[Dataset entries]
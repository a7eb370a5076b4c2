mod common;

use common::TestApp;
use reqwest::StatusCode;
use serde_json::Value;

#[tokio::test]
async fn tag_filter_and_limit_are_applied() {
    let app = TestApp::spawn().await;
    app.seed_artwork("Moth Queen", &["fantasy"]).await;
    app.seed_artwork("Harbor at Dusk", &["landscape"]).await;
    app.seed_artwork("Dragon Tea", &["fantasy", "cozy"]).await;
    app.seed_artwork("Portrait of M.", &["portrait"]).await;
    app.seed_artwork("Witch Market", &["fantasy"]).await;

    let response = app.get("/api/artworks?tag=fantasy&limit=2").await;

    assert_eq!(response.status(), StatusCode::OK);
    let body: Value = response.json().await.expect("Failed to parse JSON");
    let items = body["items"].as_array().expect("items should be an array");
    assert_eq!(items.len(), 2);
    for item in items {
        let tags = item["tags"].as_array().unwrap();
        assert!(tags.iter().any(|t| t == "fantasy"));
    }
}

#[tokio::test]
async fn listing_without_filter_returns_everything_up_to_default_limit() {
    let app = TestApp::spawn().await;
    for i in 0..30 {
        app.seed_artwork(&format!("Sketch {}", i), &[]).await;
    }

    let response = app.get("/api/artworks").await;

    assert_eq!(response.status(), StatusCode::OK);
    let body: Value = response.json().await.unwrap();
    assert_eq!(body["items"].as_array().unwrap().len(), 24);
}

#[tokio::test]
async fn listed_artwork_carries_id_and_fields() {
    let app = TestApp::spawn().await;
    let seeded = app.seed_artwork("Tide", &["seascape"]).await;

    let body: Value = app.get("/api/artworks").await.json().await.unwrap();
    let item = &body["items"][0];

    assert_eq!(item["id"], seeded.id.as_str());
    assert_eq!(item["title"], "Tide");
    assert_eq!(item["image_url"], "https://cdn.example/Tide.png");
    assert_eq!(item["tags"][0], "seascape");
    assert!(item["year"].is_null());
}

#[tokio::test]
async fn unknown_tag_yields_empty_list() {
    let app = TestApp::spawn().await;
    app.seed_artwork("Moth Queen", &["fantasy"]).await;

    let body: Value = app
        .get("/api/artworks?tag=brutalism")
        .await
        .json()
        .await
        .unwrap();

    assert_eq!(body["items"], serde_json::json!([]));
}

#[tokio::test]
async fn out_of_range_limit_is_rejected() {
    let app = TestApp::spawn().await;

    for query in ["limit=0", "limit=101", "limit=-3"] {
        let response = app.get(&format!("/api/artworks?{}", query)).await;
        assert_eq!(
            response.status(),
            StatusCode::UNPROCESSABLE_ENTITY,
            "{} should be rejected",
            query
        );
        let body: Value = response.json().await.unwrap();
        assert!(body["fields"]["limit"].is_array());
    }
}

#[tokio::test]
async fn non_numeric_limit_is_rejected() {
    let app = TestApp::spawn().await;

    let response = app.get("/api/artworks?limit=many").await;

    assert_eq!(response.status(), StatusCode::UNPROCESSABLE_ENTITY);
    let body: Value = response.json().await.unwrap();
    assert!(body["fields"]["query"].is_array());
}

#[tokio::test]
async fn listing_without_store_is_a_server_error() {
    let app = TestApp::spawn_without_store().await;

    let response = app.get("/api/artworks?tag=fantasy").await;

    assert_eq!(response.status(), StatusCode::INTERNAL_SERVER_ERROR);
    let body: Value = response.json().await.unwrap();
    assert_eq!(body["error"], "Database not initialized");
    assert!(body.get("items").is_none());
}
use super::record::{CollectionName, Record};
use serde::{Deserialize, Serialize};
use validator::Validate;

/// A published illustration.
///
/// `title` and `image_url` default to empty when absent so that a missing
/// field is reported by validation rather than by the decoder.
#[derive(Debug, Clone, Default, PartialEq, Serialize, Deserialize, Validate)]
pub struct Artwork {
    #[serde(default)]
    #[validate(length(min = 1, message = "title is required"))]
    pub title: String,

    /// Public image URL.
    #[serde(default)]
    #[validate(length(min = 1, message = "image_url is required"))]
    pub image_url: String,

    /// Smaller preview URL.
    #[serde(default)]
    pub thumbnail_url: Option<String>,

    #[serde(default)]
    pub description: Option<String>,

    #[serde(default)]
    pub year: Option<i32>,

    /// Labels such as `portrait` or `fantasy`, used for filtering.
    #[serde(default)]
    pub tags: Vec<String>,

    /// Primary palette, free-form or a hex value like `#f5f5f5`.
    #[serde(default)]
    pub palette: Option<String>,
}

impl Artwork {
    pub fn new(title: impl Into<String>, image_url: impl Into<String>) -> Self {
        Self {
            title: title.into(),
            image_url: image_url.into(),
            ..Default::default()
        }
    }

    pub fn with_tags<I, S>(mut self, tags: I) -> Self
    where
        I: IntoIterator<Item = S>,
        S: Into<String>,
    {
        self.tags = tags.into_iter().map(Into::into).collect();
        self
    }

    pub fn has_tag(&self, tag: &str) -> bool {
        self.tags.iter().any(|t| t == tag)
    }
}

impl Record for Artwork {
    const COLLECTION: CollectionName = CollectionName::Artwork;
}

◆ Assigned task ◆
Answer with one number, namely how many lines in the records contain the string "CollectionName".

◆ Solution for this problem ◆
2